»IVAN UND ABRAHAM«

Zerstörte Erinnerung

Jüdisches Leben in Polen - bevor die Deutschen kamen

Der Holocaust hat auf brutale Weise die Geschichte des Judentums in ein "davor" und ein "danach" unterteilt und den Blick auf jüdisches Leben im Europa der dreißiger Jahre versperrt. Der Horror, der folgte, war zu groß, um sich an das "davor" erinnern zu können. Die eingeschränkte Wahrnehmung spiegelt sich auch im Kino wider. In den Filmen, die sich mit dieser Zeit beschäftigen, dominiert das Bild großbürgerlicher jüdischer Kaufmannsfamilien, die trotz ihrer Assimilation Opfer der Verfolgung wurden. Bilder von ärmlichen, orthodoxen Juden mit langen Bärten und Schläfenlocken findet man kaum.

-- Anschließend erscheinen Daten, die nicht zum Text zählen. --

//! Crate-level error type
//!
//! Every fallible operation in the library returns [`Result`]. The variants
//! mirror the failure classes a caller has to tell apart: bad configuration is
//! rejected before any numerics run, non-physical inversions and
//! non-converging fits are surfaced with the offending wavelengths, and a
//! missing coefficient archive is distinct from any other storage failure.

use thiserror::Error;

use crate::config::ConfigError;
use crate::qssa::bspline::SmoothError;
use crate::qssa::fit::FitFailure;
use crate::qssa::store::StoreError;
use crate::readers::ReadError;

pub type Result<T> = std::result::Result<T, IopError>;

#[derive(Debug, Error)]
pub enum IopError {
    #[error("invalid configuration: {0}")]
    InvalidConfiguration(#[from] ConfigError),

    #[error(
        "negative or undefined quadratic root at {} wavelength(s): {wavelengths:?} nm",
        wavelengths.len()
    )]
    InvalidInversion {
        indices: Vec<usize>,
        wavelengths: Vec<f64>,
    },

    #[error("coefficient fit did not converge at {} wavelength(s): {}", failures.len(), summarize(failures))]
    FitNonConvergence { failures: Vec<FitFailure> },

    #[error("no cached coefficients for {key}")]
    NotFound { key: String },

    #[error("invalid input: {0}")]
    InvalidInput(String),

    #[error("spectrum {index}: {source}")]
    Spectrum {
        index: usize,
        #[source]
        source: Box<IopError>,
    },

    #[error(transparent)]
    Smooth(#[from] SmoothError),

    #[error(transparent)]
    Store(StoreError),

    #[error(transparent)]
    Read(#[from] ReadError),
}

impl From<StoreError> for IopError {
    fn from(err: StoreError) -> IopError {
        match err {
            StoreError::NotFound { key, .. } => IopError::NotFound { key },
            other => IopError::Store(other),
        }
    }
}

fn summarize(failures: &[FitFailure]) -> String {
    failures
        .iter()
        .map(|f| format!("{} nm ({})", f.wavelength, f.reason))
        .collect::<Vec<_>>()
        .join(", ")
}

Zu groß ist die Angst, mit den nationalsozialistischen Propaganda-Schablonen a la Jud Süß verglichen zu werden.
Die französische Regisseurin Yolande Zaubermann, Tochter jüdischer Emigranten, macht sich mit ihrem Spielfilmdebüt Ivan und Abraham auf die Suche nach dieser zerstörten Erinnerung. Sie erzählt die Geschichte zweier Jungen in einem ostpolnischen Dorf nahe der russischen Grenze Anfang der 30er Jahre. Polen, Juden, Russen und Sinti leben hier seit Jahrzehnten auf engstem Raum nebeneinander und haben vor allem eines gemeinsam: Armut. Das Gewirr an Markttagen, in dem sich die verschiedenen Sprachen zu einem Klang vermischen, täuscht. Die ethnischen Grenzen werden nicht überschritten, die eigenen Traditionen ebenso gepflegt, wie die Vorurteile. Nur Abraham (Roma Alexandrowitsch), der neunjährige Jude, und Ivan (Sascha Jakolew), sein wenig älterer russischer Freund, halten sich nicht an die ungeschriebenen Regeln.
Ivan und Abraham beschreibt die jüdischen Familiengemeinschaft als wärmender Ort, an dem Geborgenheit und Zärtlichkeit ebenso präsent sind wie talmudsche Strenge und Enge. Rachel (Maria Lipkina) soll nach dem Willen des Familienoberhauptes zwangverheiratet werden. Mit ihrem Geliebten Aaron (Wladimir Machkow), dem jungen Kommunisten, flieht sie aus dem Schtetl. Auch Ivan und Abraham türmen, als die Eltern sie voneinander trennen wollen. Die Flucht macht sie zu Überlebenden, denn als Ivan und Abraham zurückkehren, stehen sie vor ausgebrannten Häusern - ein antisemitisches Pogrom, ausgelöst durch den Bankrott eines russischen Großgrundbesitzers hat sie heimatlos gemacht.
In Schwarz-Weiß und im Cinemascope-Format läßt Yolande Zaubermann die Ästhetik des jiddischen Kinos der dreißiger Jahre wieder lebendig werden. Die Beschreibung des Lebens im Schtetl ist so stimmig und atmosphärisch dicht, daß man zwischenzeitlich fast vergißt, daß es sich hier um einen im Jahr 1993 produzierten Film handelt. Yolande Zaubermann (ihr zweiter Spielfilm Clubbed to Death war gerade in den Kinos) vermeidet jeden Anflug von folkloristischer Anatevka-Romantik genauso wie düstere Vorhersehungsmetaphorik. Ivan und Abraham will keine aufdringlichen politischen Botschaften unter die Leute bringen, sondern erzählt eine traurige, einfache Geschichte, schildert, ohne zu urteilen, läßt Gegensätze nebeneinander bestehen und nähert sich mit beeindruckender Sensibilität einer verlorengegangen Zeit an.